▸ Your assignment: Return every line of the listing exactly as written.

▸ The data:

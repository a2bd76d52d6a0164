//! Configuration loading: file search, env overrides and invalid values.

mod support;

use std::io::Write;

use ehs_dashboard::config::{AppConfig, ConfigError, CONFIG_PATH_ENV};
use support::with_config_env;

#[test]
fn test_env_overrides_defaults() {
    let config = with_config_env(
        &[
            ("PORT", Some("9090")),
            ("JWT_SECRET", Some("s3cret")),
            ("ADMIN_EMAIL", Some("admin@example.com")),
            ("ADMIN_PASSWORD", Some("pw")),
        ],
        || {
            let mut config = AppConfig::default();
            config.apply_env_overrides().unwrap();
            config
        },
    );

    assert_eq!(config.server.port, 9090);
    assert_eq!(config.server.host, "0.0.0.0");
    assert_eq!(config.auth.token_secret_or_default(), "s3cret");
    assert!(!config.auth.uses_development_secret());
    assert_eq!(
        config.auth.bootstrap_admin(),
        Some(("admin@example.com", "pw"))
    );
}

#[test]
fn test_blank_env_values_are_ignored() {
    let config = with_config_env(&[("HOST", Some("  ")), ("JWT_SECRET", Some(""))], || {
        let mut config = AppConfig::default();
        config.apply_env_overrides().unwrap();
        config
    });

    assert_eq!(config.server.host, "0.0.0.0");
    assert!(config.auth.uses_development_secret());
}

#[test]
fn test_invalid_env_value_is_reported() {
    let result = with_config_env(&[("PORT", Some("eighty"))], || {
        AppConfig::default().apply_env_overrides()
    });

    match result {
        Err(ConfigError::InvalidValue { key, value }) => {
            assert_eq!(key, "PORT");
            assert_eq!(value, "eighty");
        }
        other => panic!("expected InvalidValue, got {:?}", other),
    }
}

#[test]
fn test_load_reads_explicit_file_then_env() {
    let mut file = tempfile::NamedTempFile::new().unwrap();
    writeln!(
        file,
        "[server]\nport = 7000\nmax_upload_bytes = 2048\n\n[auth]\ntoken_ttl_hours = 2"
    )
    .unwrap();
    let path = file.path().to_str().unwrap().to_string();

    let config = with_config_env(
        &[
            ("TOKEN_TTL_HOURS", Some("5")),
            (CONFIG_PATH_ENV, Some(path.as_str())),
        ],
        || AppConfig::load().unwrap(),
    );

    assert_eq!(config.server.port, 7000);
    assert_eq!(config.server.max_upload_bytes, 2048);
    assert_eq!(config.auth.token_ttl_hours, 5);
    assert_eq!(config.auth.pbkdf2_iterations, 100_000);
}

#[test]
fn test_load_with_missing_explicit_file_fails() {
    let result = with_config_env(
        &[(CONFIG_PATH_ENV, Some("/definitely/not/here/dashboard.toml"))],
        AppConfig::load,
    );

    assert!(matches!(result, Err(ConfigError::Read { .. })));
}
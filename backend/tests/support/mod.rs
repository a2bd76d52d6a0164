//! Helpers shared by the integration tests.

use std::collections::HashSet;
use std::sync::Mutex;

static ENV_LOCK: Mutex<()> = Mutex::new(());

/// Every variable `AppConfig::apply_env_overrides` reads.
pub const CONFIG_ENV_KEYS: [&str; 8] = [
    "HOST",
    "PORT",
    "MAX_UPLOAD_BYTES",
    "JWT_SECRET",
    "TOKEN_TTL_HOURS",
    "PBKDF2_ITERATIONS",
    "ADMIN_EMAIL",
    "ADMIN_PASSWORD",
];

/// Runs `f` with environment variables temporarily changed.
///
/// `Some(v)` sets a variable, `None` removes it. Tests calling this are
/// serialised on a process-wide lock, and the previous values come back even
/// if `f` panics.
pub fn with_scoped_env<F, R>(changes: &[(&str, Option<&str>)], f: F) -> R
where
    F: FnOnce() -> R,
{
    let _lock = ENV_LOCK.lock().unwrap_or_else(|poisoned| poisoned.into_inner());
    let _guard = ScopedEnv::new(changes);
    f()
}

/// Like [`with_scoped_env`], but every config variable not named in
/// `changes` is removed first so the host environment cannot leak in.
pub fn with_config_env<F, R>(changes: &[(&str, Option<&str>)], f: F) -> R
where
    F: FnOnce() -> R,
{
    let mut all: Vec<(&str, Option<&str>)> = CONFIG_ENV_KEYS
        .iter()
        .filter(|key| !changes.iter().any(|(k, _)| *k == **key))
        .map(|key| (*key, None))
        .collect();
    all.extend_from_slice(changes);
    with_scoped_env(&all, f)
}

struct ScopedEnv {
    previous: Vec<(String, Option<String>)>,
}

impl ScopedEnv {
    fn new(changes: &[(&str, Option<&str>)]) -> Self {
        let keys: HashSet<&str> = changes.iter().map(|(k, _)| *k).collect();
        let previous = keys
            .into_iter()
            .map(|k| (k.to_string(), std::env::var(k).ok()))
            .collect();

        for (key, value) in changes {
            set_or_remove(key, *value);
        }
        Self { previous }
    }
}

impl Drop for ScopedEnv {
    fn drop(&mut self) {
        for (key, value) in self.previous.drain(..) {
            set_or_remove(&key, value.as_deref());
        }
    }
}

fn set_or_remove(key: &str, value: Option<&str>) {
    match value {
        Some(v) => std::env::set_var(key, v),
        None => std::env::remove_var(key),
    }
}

▸ Output for this exercise:
repository a2bd76d52d6a0164
//! Configuration loading: file search, env overrides and invalid values.

mod support;

use std::io::Write;

use ehs_dashboard::config::{AppConfig, ConfigError, CONFIG_PATH_ENV};
use support::with_config_env;

#[test]
fn test_env_overrides_defaults() {
    let config = with_config_env(
        &[
            ("PORT", Some("9090")),
            ("JWT_SECRET", Some("s3cret")),
            ("ADMIN_EMAIL", Some("admin@example.com")),
            ("ADMIN_PASSWORD", Some("pw")),
        ],
        || {
            let mut config = AppConfig::default();
            config.apply_env_overrides().unwrap();
            config
        },
    );

    assert_eq!(config.server.port, 9090);
    assert_eq!(config.server.host, "0.0.0.0");
    assert_eq!(config.auth.token_secret_or_default(), "s3cret");
    assert!(!config.auth.uses_development_secret());
    assert_eq!(
        config.auth.bootstrap_admin(),
        Some(("admin@example.com", "pw"))
    );
}

#[test]
fn test_blank_env_values_are_ignored() {
    let config = with_config_env(&[("HOST", Some("  ")), ("JWT_SECRET", Some(""))], || {
        let mut config = AppConfig::default();
        config.apply_env_overrides().unwrap();
        config
    });

    assert_eq!(config.server.host, "0.0.0.0");
    assert!(config.auth.uses_development_secret());
}

#[test]
fn test_invalid_env_value_is_reported() {
    let result = with_config_env(&[("PORT", Some("eighty"))], || {
        AppConfig::default().apply_env_overrides()
    });

    match result {
        Err(ConfigError::InvalidValue { key, value }) => {
            assert_eq!(key, "PORT");
            assert_eq!(value, "eighty");
        }
        other => panic!("expected InvalidValue, got {:?}", other),
    }
}

#[test]
fn test_load_reads_explicit_file_then_env() {
    let mut file = tempfile::NamedTempFile::new().unwrap();
    writeln!(
        file,
        "[server]\nport = 7000\nmax_upload_bytes = 2048\n\n[auth]\ntoken_ttl_hours = 2"
    )
    .unwrap();
    let path = file.path().to_str().unwrap().to_string();

    let config = with_config_env(
        &[
            ("TOKEN_TTL_HOURS", Some("5")),
            (CONFIG_PATH_ENV, Some(path.as_str())),
        ],
        || AppConfig::load().unwrap(),
    );

    assert_eq!(config.server.port, 7000);
    assert_eq!(config.server.max_upload_bytes, 2048);
    assert_eq!(config.auth.token_ttl_hours, 5);
    assert_eq!(config.auth.pbkdf2_iterations, 100_000);
}

#[test]
fn test_load_with_missing_explicit_file_fails() {
    let result = with_config_env(
        &[(CONFIG_PATH_ENV, Some("/definitely/not/here/dashboard.toml"))],
        AppConfig::load,
    );

    assert!(matches!(result, Err(ConfigError::Read { .. })));
}
filename backend/tests/support/mod.rs
repository a2bd76d52d6a0164
//! Helpers shared by the integration tests.

use std::collections::HashSet;
use std::sync::Mutex;

static ENV_LOCK: Mutex<()> = Mutex::new(());

/// Every variable `AppConfig::apply_env_overrides` reads.
pub const CONFIG_ENV_KEYS: [&str; 8] = [
    "HOST",
    "PORT",
    "MAX_UPLOAD_BYTES",
    "JWT_SECRET",
    "TOKEN_TTL_HOURS",
    "PBKDF2_ITERATIONS",
    "ADMIN_EMAIL",
    "ADMIN_PASSWORD",
];

/// Runs `f` with environment variables temporarily changed.
///
/// `Some(v)` sets a variable, `None` removes it. Tests calling this are
/// serialised on a process-wide lock, and the previous values come back even
/// if `f` panics.
pub fn with_scoped_env<F, R>(changes: &[(&str, Option<&str>)], f: F) -> R
where
    F: FnOnce() -> R,
{
    let _lock = ENV_LOCK.lock().unwrap_or_else(|poisoned| poisoned.into_inner());
    let _guard = ScopedEnv::new(changes);
    f()
}

/// Like [`with_scoped_env`], but every config variable not named in
/// `changes` is removed first so the host environment cannot leak in.
pub fn with_config_env<F, R>(changes: &[(&str, Option<&str>)], f: F) -> R
where
    F: FnOnce() -> R,
{
    let mut all: Vec<(&str, Option<&str>)> = CONFIG_ENV_KEYS
        .iter()
        .filter(|key| !changes.iter().any(|(k, _)| *k == **key))
        .map(|key| (*key, None))
        .collect();
    all.extend_from_slice(changes);
    with_scoped_env(&all, f)
}

struct ScopedEnv {
    previous: Vec<(String, Option<String>)>,
}

impl ScopedEnv {
    fn new(changes: &[(&str, Option<&str>)]) -> Self {
        let keys: HashSet<&str> = changes.iter().map(|(k, _)| *k).collect();
        let previous = keys
            .into_iter()
            .map(|k| (k.to_string(), std::env::var(k).ok()))
            .collect();

        for (key, value) in changes {
            set_or_remove(key, *value);
        }
        Self { previous }
    }
}

impl Drop for ScopedEnv {
    fn drop(&mut self) {
        for (key, value) in self.previous.drain(..) {
            set_or_remove(&key, value.as_deref());
        }
    }
}

fn set_or_remove(key: &str, value: Option<&str>) {
    match value {
        Some(v) => std::env::set_var(key, v),
        None => std::env::remove_var(key),
    }
}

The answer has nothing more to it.